YOUR TASK> The line containing "pub fn with_cache_capacity(mut" marks the end: write out exactly every line from the first line of the data below through that line, and only those.

Collected data:

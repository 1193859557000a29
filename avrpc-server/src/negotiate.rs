//! Server-side handshake negotiation.
//!
//! For each call the negotiator resolves the client's protocol (own, cached,
//! or freshly validated from the handshake text), checks request and
//! response compatibility for the target message, and produces both the
//! handshake response and a per-call [`Session`].
//!
//! Outcomes:
//! - `BOTH` — the client already holds the current server protocol and the
//!   response path is compatible; neither side needs to ship protocol text.
//! - `CLIENT` — the call proceeds, but the server attaches its protocol
//!   text and hash so the client can update its view.
//! - `NONE` — the client's request schema cannot be read; the call is not
//!   processed and the server protocol rides along for future reference.

use crate::cache::ClientCache;
use crate::error::NegotiateError;
use avrpc_schema::{can_read, hash_of, Protocol, ProtocolHash, Schema};
use avrpc_wire::{HandshakeMatch, HandshakeRequest, HandshakeResponse};
use std::sync::Arc;
use tracing::{debug, warn};

/// Negotiator tuning.
#[derive(Debug, Clone)]
pub struct NegotiatorConfig {
    /// Maximum number of validated client protocols retained.
    pub cache_capacity: usize,
}

impl Default for NegotiatorConfig {
    fn default() -> Self {
        Self {
            cache_capacity: 128,
        }
    }
}

impl NegotiatorConfig {
    pub fn new() -> Self {
        Self::default()
    }

    pub fn with_cache_capacity(mut self, capacity: usize) -> Self {
        self.cache_capacity = capacity;
        self
    }
}

/// Per-call context produced by a successful negotiation.
#[derive(Debug, Clone)]
pub struct Session {
    pub message: String,
    /// The client's request schema, used as the writer when decoding call
    /// parameters.
    pub request_writer: Schema,
    /// Whether the client can read responses written under the server's
    /// response schema. When false the call still runs; the client is told
    /// via `CLIENT` to refresh its protocol.
    pub response_compatible: bool,
    pub outcome: HandshakeMatch,
}

/// Result of negotiating one handshake.
#[derive(Debug)]
pub enum Negotiated {
    /// The call proceeds under `session`.
    Ready {
        response: HandshakeResponse,
        session: Session,
    },
    /// Incompatible request schema: respond `NONE`, do not process the call.
    Rejected { response: HandshakeResponse },
}

pub struct Negotiator {
    protocol: Arc<Protocol>,
    text: String,
    hash: ProtocolHash,
    cache: ClientCache,
}

impl Negotiator {
    pub fn new(protocol: Protocol) -> Self {
        Self::with_config(protocol, NegotiatorConfig::default())
    }

    pub fn with_config(protocol: Protocol, config: NegotiatorConfig) -> Self {
        let text = protocol.text();
        let hash = hash_of(&text);
        Self {
            protocol: Arc::new(protocol),
            text,
            hash,
            cache: ClientCache::new(config.cache_capacity),
        }
    }

    pub fn protocol(&self) -> &Protocol {
        &self.protocol
    }

    pub fn hash(&self) -> ProtocolHash {
        self.hash
    }

    /// Number of client protocols currently cached.
    pub fn cached_clients(&self) -> usize {
        self.cache.len()
    }

    /// Negotiates one handshake against the target `message`.
    pub fn negotiate(
        &self,
        message: &str,
        request: &HandshakeRequest,
    ) -> Result<Negotiated, NegotiateError> {
        let server_msg = self
            .protocol
            .message(message)
            .ok_or_else(|| NegotiateError::UnknownMessage(message.to_string()))?;

        // Resolve the client's protocol: the server's own, a cached one, or
        // the text carried in this handshake after hash verification.
        let mut validated = None;
        let client = if request.client_hash == self.hash {
            self.protocol.clone()
        } else if let Some(cached) = self.cache.get(&request.client_hash) {
            debug!(
                message,
                client_hash = %hex::encode(request.client_hash),
                "client protocol served from cache"
            );
            cached
        } else {
            let text = request
                .client_protocol
                .as_deref()
                .ok_or(NegotiateError::MissingClientProtocol)?;
            let actual = hash_of(text);
            if actual != request.client_hash {
                warn!(
                    claimed = %hex::encode(request.client_hash),
                    actual = %hex::encode(actual),
                    "client protocol hash mismatch"
                );
                return Err(NegotiateError::HashMismatch {
                    claimed: hex::encode(request.client_hash),
                    actual: hex::encode(actual),
                });
            }
            let parsed = Arc::new(Protocol::parse(text)?);
            validated = Some(parsed.clone());
            parsed
        };

        // The client must declare the message, and the server must be able
        // to read its request schema.
        let reader = server_msg.request_record(message);
        let Some(client_msg) = client.message(message) else {
            warn!(message, "client protocol does not declare the message");
            return Ok(Negotiated::Rejected {
                response: self.full_response(HandshakeMatch::None),
            });
        };
        let request_writer = client_msg.request_record(message);
        if !can_read(&reader, &request_writer) {
            warn!(message, "client request schema is not readable");
            return Ok(Negotiated::Rejected {
                response: self.full_response(HandshakeMatch::None),
            });
        }

        // The server writes the response; the client is the reader.
        let response_compatible = can_read(&client_msg.response, &server_msg.response);

        // Only a fully validated protocol is cached.
        if let Some(parsed) = validated {
            self.cache.insert(request.client_hash, parsed);
        }

        let outcome = if request.server_hash == self.hash && response_compatible {
            HandshakeMatch::Both
        } else {
            HandshakeMatch::Client
        };
        let response = match outcome {
            HandshakeMatch::Both => HandshakeResponse::both(),
            _ => self.full_response(outcome),
        };
        debug!(
            message,
            outcome = outcome.symbol(),
            response_compatible,
            "handshake negotiated"
        );
        Ok(Negotiated::Ready {
            response,
            session: Session {
                message: message.to_string(),
                request_writer,
                response_compatible,
                outcome,
            },
        })
    }

    /// A response carrying the server's protocol text and hash.
    fn full_response(&self, outcome: HandshakeMatch) -> HandshakeResponse {
        HandshakeResponse {
            outcome,
            server_protocol: Some(self.text.clone()),
            server_hash: Some(self.hash),
            meta: None,
        }
    }
}

#[cfg(test)]
mod tests {
    use super::*;
    use avrpc_schema::{Field, Message};

    fn server_protocol() -> Protocol {
        let mut p = Protocol::new("Echo");
        p.add_message(
            "ping",
            Message::new(vec![Field::new("id", Schema::Long)], Schema::Boolean),
        );
        p
    }

    fn request_for(client: &Protocol, server_hash: ProtocolHash, with_text: bool) -> HandshakeRequest {
        HandshakeRequest {
            client_hash: client.hash(),
            client_protocol: with_text.then(|| client.text()),
            server_hash,
            meta: None,
        }
    }

    #[test]
    fn test_identical_protocol_matches_both() {
        let negotiator = Negotiator::new(server_protocol());
        let client = server_protocol();
        let request = request_for(&client, negotiator.hash(), false);
        let Negotiated::Ready { response, session } =
            negotiator.negotiate("ping", &request).unwrap()
        else {
            panic!("rejected");
        };
        assert_eq!(response.outcome, HandshakeMatch::Both);
        assert_eq!(response.server_protocol, None);
        assert!(session.response_compatible);
    }

    #[test]
    fn test_superset_request_is_compatible() {
        let negotiator = Negotiator::new(server_protocol());
        let mut client = Protocol::new("Echo");
        client.add_message(
            "ping",
            Message::new(
                vec![
                    Field::new("id", Schema::Long),
                    Field::new("extra", Schema::String),
                ],
                Schema::Boolean,
            ),
        );
        // The client has not seen the server protocol yet, so its idea of
        // the server hash is stale.
        let request = request_for(&client, [0; 16], true);
        let Negotiated::Ready { response, session } =
            negotiator.negotiate("ping", &request).unwrap()
        else {
            panic!("rejected");
        };
        // Extra writer fields are skipped, so the request path is fine and
        // the client only needs a protocol refresh via CLIENT.
        assert_eq!(response.outcome, HandshakeMatch::Client);
        assert!(session.response_compatible);
        assert!(response.server_protocol.is_some());
    }

    #[test]
    fn test_client_omitting_defaulted_request_field_is_compatible() {
        // The server's request record grew a defaulted field; an older
        // client that never sends it still negotiates cleanly.
        let mut server = Protocol::new("Echo");
        server.add_message(
            "ping",
            Message::new(
                vec![
                    Field::new("id", Schema::Long),
                    Field::new("tag", Schema::String).with_default(serde_json::json!("none")),
                ],
                Schema::Boolean,
            ),
        );
        let negotiator = Negotiator::new(server);
        let client = server_protocol();
        let request = request_for(&client, negotiator.hash(), true);
        let Negotiated::Ready { response, session } =
            negotiator.negotiate("ping", &request).unwrap()
        else {
            panic!("rejected");
        };
        assert_eq!(response.outcome, HandshakeMatch::Both);
        assert!(session.response_compatible);
    }

    #[test]
    fn test_incompatible_response_degrades_to_client() {
        let negotiator = Negotiator::new(server_protocol());
        let mut client = Protocol::new("Echo");
        client.add_message(
            "ping",
            Message::new(vec![Field::new("id", Schema::Long)], Schema::String),
        );
        let request = request_for(&client, negotiator.hash(), true);
        let Negotiated::Ready { response, session } =
            negotiator.negotiate("ping", &request).unwrap()
        else {
            panic!("rejected");
        };
        assert_eq!(response.outcome, HandshakeMatch::Client);
        assert!(!session.response_compatible);
        assert_eq!(response.server_hash, Some(negotiator.hash()));
    }

    #[test]
    fn test_incompatible_request_is_rejected_with_none() {
        let negotiator = Negotiator::new(server_protocol());
        let mut client = Protocol::new("Echo");
        // Writer string where the server reads long: unresolvable.
        client.add_message(
            "ping",
            Message::new(vec![Field::new("id", Schema::String)], Schema::Boolean),
        );
        let request = request_for(&client, negotiator.hash(), true);
        let Negotiated::Rejected { response } = negotiator.negotiate("ping", &request).unwrap()
        else {
            panic!("should be rejected");
        };
        assert_eq!(response.outcome, HandshakeMatch::None);
        assert!(response.server_protocol.is_some());
        // Rejected protocols are never cached.
        assert_eq!(negotiator.cached_clients(), 0);
    }

    #[test]
    fn test_hash_mismatch_is_always_an_error() {
        let negotiator = Negotiator::new(server_protocol());
        let client = server_protocol();
        let request = HandshakeRequest {
            client_hash: [0xEE; 16],
            client_protocol: Some(client.text()),
            server_hash: negotiator.hash(),
            meta: None,
        };
        assert!(matches!(
            negotiator.negotiate("ping", &request),
            Err(NegotiateError::HashMismatch { .. })
        ));
        assert_eq!(negotiator.cached_clients(), 0);
    }

    #[test]
    fn test_unknown_hash_without_text_is_an_error() {
        let negotiator = Negotiator::new(server_protocol());
        let request = HandshakeRequest {
            client_hash: [0x11; 16],
            client_protocol: None,
            server_hash: negotiator.hash(),
            meta: None,
        };
        assert!(matches!(
            negotiator.negotiate("ping", &request),
            Err(NegotiateError::MissingClientProtocol)
        ));
    }

    #[test]
    fn test_unknown_message_is_an_error() {
        let negotiator = Negotiator::new(server_protocol());
        let client = server_protocol();
        let request = request_for(&client, negotiator.hash(), true);
        assert!(matches!(
            negotiator.negotiate("pong", &request),
            Err(NegotiateError::UnknownMessage(_))
        ));
    }

    #[test]
    fn test_validated_protocol_is_served_from_cache() {
        let negotiator = Negotiator::new(server_protocol());
        let mut client = Protocol::new("Echo");
        client.add_message(
            "ping",
            Message::new(
                vec![
                    Field::new("id", Schema::Long),
                    Field::new("extra", Schema::String),
                ],
                Schema::Boolean,
            ),
        );
        let first = request_for(&client, negotiator.hash(), true);
        negotiator.negotiate("ping", &first).unwrap();
        assert_eq!(negotiator.cached_clients(), 1);

        // Same hash, no text this time: served from cache.
        let second = request_for(&client, negotiator.hash(), false);
        let Negotiated::Ready { .. } = negotiator.negotiate("ping", &second).unwrap() else {
            panic!("rejected");
        };
    }

    #[test]
    fn test_cache_bound_evicts_single_oldest() {
        let capacity = 3;
        let negotiator = Negotiator::with_config(
            server_protocol(),
            NegotiatorConfig::new().with_cache_capacity(capacity),
        );
        let mut clients = Vec::new();
        for i in 0..capacity + 1 {
            let mut client = Protocol::new(format!("Echo{i}"));
            client.add_message(
                "ping",
                Message::new(vec![Field::new("id", Schema::Long)], Schema::Boolean),
            );
            let request = request_for(&client, negotiator.hash(), true);
            negotiator.negotiate("ping", &request).unwrap();
            clients.push(client);
        }
        assert_eq!(negotiator.cached_clients(), capacity);

        // Only the first-inserted client must re-send its text.
        let oldest = request_for(&clients[0], negotiator.hash(), false);
        assert!(matches!(
            negotiator.negotiate("ping", &oldest),
            Err(NegotiateError::MissingClientProtocol)
        ));
        for client in &clients[1..] {
            let request = request_for(client, negotiator.hash(), false);
            assert!(negotiator.negotiate("ping", &request).is_ok());
        }
    }
}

RESPONSE TO THIS EXERCISE>
repository 1193859557000a29
filename avrpc-server/src/negotiate.rs
//! Server-side handshake negotiation.
//!
//! For each call the negotiator resolves the client's protocol (own, cached,
//! or freshly validated from the handshake text), checks request and
//! response compatibility for the target message, and produces both the
//! handshake response and a per-call [`Session`].
//!
//! Outcomes:
//! - `BOTH` — the client already holds the current server protocol and the
//!   response path is compatible; neither side needs to ship protocol text.
//! - `CLIENT` — the call proceeds, but the server attaches its protocol
//!   text and hash so the client can update its view.
//! - `NONE` — the client's request schema cannot be read; the call is not
//!   processed and the server protocol rides along for future reference.

use crate::cache::ClientCache;
use crate::error::NegotiateError;
use avrpc_schema::{can_read, hash_of, Protocol, ProtocolHash, Schema};
use avrpc_wire::{HandshakeMatch, HandshakeRequest, HandshakeResponse};
use std::sync::Arc;
use tracing::{debug, warn};

/// Negotiator tuning.
#[derive(Debug, Clone)]
pub struct NegotiatorConfig {
    /// Maximum number of validated client protocols retained.
    pub cache_capacity: usize,
}

impl Default for NegotiatorConfig {
    fn default() -> Self {
        Self {
            cache_capacity: 128,
        }
    }
}

impl NegotiatorConfig {
    pub fn new() -> Self {
        Self::default()
    }

    pub fn with_cache_capacity(mut self, capacity: usize) -> Self {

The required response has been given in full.